Photo by Laylah Amatullah Barrayn
As the conference ended on Sunday, a white transit police officer pepper-sprayed a crowd of Black Lives Matter activists who were protesting the arrest of a black 14-year-old. According to the Greater Cleveland regional transit authority, officers were taking the teen to the police station because he was drunk on a bus. After seeing the boy in the squad car, a large crowd of activists blocked the car and tried to get him out of it. The crowd was also chanting and demanding the boy be released. One of the officers began pepper spraying the crowd. Law enforcement agencies responded, including the Cleveland Police, who are not affiliated with the transit officers. No arrests were made.
+ Waller County District Attorney Elton Mathis announced that a committee of outside lawyers will investigate Sandra Bland’s death. The committee will be led by former prosecutors and defense attorneys Lewis White and Darrell Jordan. They’ll make recommendations on possible criminal charges to Mathis and if Mathis disagrees, the committee of lawyers has the authority to present their findings to the grand jury reviewing Bland’s death.
+ Sandra Bland’s autopsy and custodial death reports are now available to the public. The autopsy findings match the police’s story that she hung herself.
+ Ruth Asawa School of the Arts in San Francisco will be the first to offer a LGBT high school history class. It will cover pivotal moments in LGBT history including the Stonewall riots, the AIDS crisis and the legal battle for marriage equality. The college prep class was approved by the University of California, qualifying it for the UC system.
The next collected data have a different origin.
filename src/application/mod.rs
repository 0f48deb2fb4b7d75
//! Application layer orchestrating the store ports.
//!
//! `CheckoutService` builds the signed hosted-checkout payload;
//! `NotificationService` verifies provider callbacks and applies the
//! payment/registration state transitions. Both are stateless between
//! requests and share only the injected configuration and store handles.

pub mod checkout;
pub mod notification;
use crate::application::checkout::CheckoutService;
use crate::application::notification::NotificationService;
use crate::config::GatewayConfig;
use crate::domain::ports::{PaymentStoreRef, RegistrationStoreRef};
use axum::Router;
use axum::http::HeaderName;
use axum::http::header::{AUTHORIZATION, CONTENT_TYPE};
use axum::routing::post;
use std::sync::Arc;
use tower_http::cors::{Any, CorsLayer};
use tower_http::trace::TraceLayer;

pub mod checkout;
pub mod notify;

/// Shared handler state: the two services over the injected stores.
#[derive(Clone)]
pub struct AppState {
    pub checkout: CheckoutService,
    pub notifications: NotificationService,
}

impl AppState {
    pub fn new(
        config: Arc<GatewayConfig>,
        payments: PaymentStoreRef,
        registrations: RegistrationStoreRef,
    ) -> Self {
        Self {
            checkout: CheckoutService::new(
                config.clone(),
                payments.clone(),
                registrations.clone(),
            ),
            notifications: NotificationService::new(config, payments, registrations),
        }
    }
}

/// Builds the gateway [`Router`].
///
/// The CORS layer answers OPTIONS preflights before any handler runs; the
/// header allow-list mirrors what the browser client sends.
pub fn router(state: AppState) -> Router {
    let cors = CorsLayer::new()
        .allow_origin(Any)
        .allow_methods(Any)
        .allow_headers([
            AUTHORIZATION,
            HeaderName::from_static("x-client-info"),
            HeaderName::from_static("apikey"),
            CONTENT_TYPE,
        ]);

    Router::new()
        .route("/payhere/checkout", post(checkout::create_checkout))
        .route("/payhere/notify", post(notify::handle_notification))
        .layer(TraceLayer::new_for_http())
        .layer(cors)
        .with_state(state)
}
use thiserror::Error;

pub type Result<T> = std::result::Result<T, GatewayError>;

#[derive(Error, Debug)]
pub enum GatewayError {
    #[error("not found: {0}")]
    NotFound(String),
    #[error("missing configuration: {0}")]
    Misconfigured(String),
    #[error("authentication failure: {0}")]
    AuthenticationFailure(String),
    #[error("store rejected update: {0}")]
    UpstreamRejected(String),
}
+ The Boy Scouts of America made it official and lifted the ban on gay and bisexual adult leaders and volunteers, but will allow local chapters to set their own policies for adult leaders and volunteers. The BSA’s national executive board ratified the resolution yesterday after it received unanimous support from the executive committee when they met on July 10. The decision is a baby step in the right direction but not enough, since local troops — of which 70% are sponsored by faith-based organizations, many with anti-gay beliefs, according to The Advocate — can refuse to let gay people work with them.
+ Meagan Taylor, a black trans woman who was profiled by hotel staff and police as a sex worker, was released from Polk County Jail in Des Moines last Wednesday.
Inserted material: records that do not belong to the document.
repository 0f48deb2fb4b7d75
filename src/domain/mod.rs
pub mod payment;
pub mod ports;
pub mod registration;
pub mod signature;
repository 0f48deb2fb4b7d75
pub mod http;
+ Rexdale Henry, a 53-year-old Native activist was found dead in the Neshoba County Jail in Philadelphia, Mississippi, a day after Sandra Bland was found dead in hers. He was arrested for failure to pay a traffic citation. Officials haven’t publicly released his cause of death but Henry’s friends and family sought an independent autopsy. His body was flown to Florida for a private autopsy that was funded by anonymous donors.
+ Ralkina Jones, a 37-year-old Cleveland woman, died in a Cleveland Heights jail cell on Sunday. She was arrested on Friday and charged with assault, domestic violence, endangering a child and criminal mischief. According to police, she broke her ex-husband’s car window and tried to break his windshield with a tire iron. Jones hit her ex-husband on his arm before getting into her car and almost running him and his friend over, while her 12-year-old son was in the backseat of the car. Police say she was “lethargic” when they checked on her in jail. She was taken to the hospital Saturday evening and was given medication for a prior health condition and later returned to the jail. She was found dead early Sunday morning. An autopsy was scheduled to happen yesterday.
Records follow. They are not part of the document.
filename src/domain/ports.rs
use crate::domain::payment::{Payment, PaymentStatus};
use crate::domain::registration::{Registration, RegistrationStatus};
use crate::error::Result;
use async_trait::async_trait;
use chrono::{DateTime, Utc};
use std::sync::Arc;

/// Result of a guarded payment transition.
#[derive(Debug, PartialEq, Clone)]
pub enum TransitionOutcome {
    /// The row was in `pending` and now carries the requested status.
    Applied { registration_id: String },
    /// The row already carried the requested status (provider redelivery).
    AlreadyApplied { registration_id: String },
    /// The row is in a different terminal state; nothing was written.
    Rejected { current: PaymentStatus },
    /// No payment row matched the identifier.
    NoMatch,
}

/// Store access for payment rows.
///
/// The guarded update-by-id is the flow's sole concurrency-control point:
/// implementations must serialize concurrent `transition` calls for the
/// same `payment_id`.
#[async_trait]
pub trait PaymentStore: Send + Sync {
    async fn get(&self, payment_id: &str) -> Result<Option<Payment>>;

    /// Moves the payment to `status` and records the provider reference and
    /// timestamp, but only when the transition is permitted
    /// (`pending -> status`, or the idempotent `status -> status`).
    async fn transition(
        &self,
        payment_id: &str,
        status: PaymentStatus,
        reference: &str,
        paid_at: DateTime<Utc>,
    ) -> Result<TransitionOutcome>;
}

/// Store access for registration rows.
#[async_trait]
pub trait RegistrationStore: Send + Sync {
    async fn get(&self, registration_id: &str) -> Result<Option<Registration>>;

    /// Sets the registration status, returning whether a row matched.
    async fn set_status(&self, registration_id: &str, status: RegistrationStatus) -> Result<bool>;
}

pub type PaymentStoreRef = Arc<dyn PaymentStore>;
pub type RegistrationStoreRef = Arc<dyn RegistrationStore>;
pub mod application;
pub mod config;
pub mod domain;
pub mod error;
pub mod infrastructure;
pub mod interfaces;
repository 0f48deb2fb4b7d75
use crate::application::checkout::CheckoutPayload;
use crate::interfaces::http::AppState;
use axum::Json;
use axum::extract::State;
use axum::extract::rejection::JsonRejection;
use axum::http::HeaderMap;
use axum::http::header::ORIGIN;
use serde::{Deserialize, Serialize};
use tracing::error;

#[derive(Debug, Deserialize)]
pub struct CheckoutRequest {
    pub payment_id: String,
}

/// Client-facing responses are always HTTP 200 with a JSON body; failures
/// are folded into an `error` field so the browser's fetch path never has
/// to branch on status codes.
#[derive(Debug, Serialize)]
#[serde(untagged)]
pub enum CheckoutResponse {
    Payload(Box<CheckoutPayload>),
    Error { error: String },
}

pub async fn create_checkout(
    State(state): State<AppState>,
    headers: HeaderMap,
    request: Result<Json<CheckoutRequest>, JsonRejection>,
) -> Json<CheckoutResponse> {
    let Json(request) = match request {
        Ok(request) => request,
        Err(rejection) => {
            error!(%rejection, "malformed checkout request");
            return Json(CheckoutResponse::Error {
                error: rejection.body_text(),
            });
        }
    };

    let origin = headers.get(ORIGIN).and_then(|value| value.to_str().ok());
    match state
        .checkout
        .build_payload(&request.payment_id, origin)
        .await
    {
        Ok(payload) => Json(CheckoutResponse::Payload(Box::new(payload))),
        Err(err) => {
            error!(payment_id = %request.payment_id, %err, "checkout payload failed");
            Json(CheckoutResponse::Error {
                error: err.to_string(),
            })
        }
    }
}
+ KC Haggard, a 66-year-old trans woman, was stabbed to death on the street in Fresno, California last Friday, making her the 11th trans woman murdered this year. The news comes a few short days after India Clarke, a young black trans woman, was found dead in Florida. KC was fatally stabbed in the neck early Thursday morning by someone in the front passenger seat in a light-colored Saturn SUV. The stabbing was captured by a local tattoo shop’s security camera and in it you can see the passenger beckoning KC to the window and striking her as soon as she leaned into the window. The SUV quickly sped off after they struck KC. She was left on the street for 2o minutes before someone called paramedics. Police are investigating this as a homicide and are still looking for the suspects. Karen Adell Scot, executive director of TransCare organized a vigil for KC last week at the spot where she was killed. A second vigil to memorialize KC is tentatively scheduled for Thursday at the Fresno LGBT Community Center.
+ On Friday, a federal judge in California ruled that the detention of undocumented mothers and children is a violation of a 1997 court settlement and they should be released immediately. The 1997 Flores agreement set guidelines for holding minors in immigrant detention and mandates for them to be held in the “least restrictive setting” possible and to adopt a “general policy favoring release.” Immigration judges have begun to release women and their children without bond who were detained at the South Texas Family Residential Center in Dilley, Texas.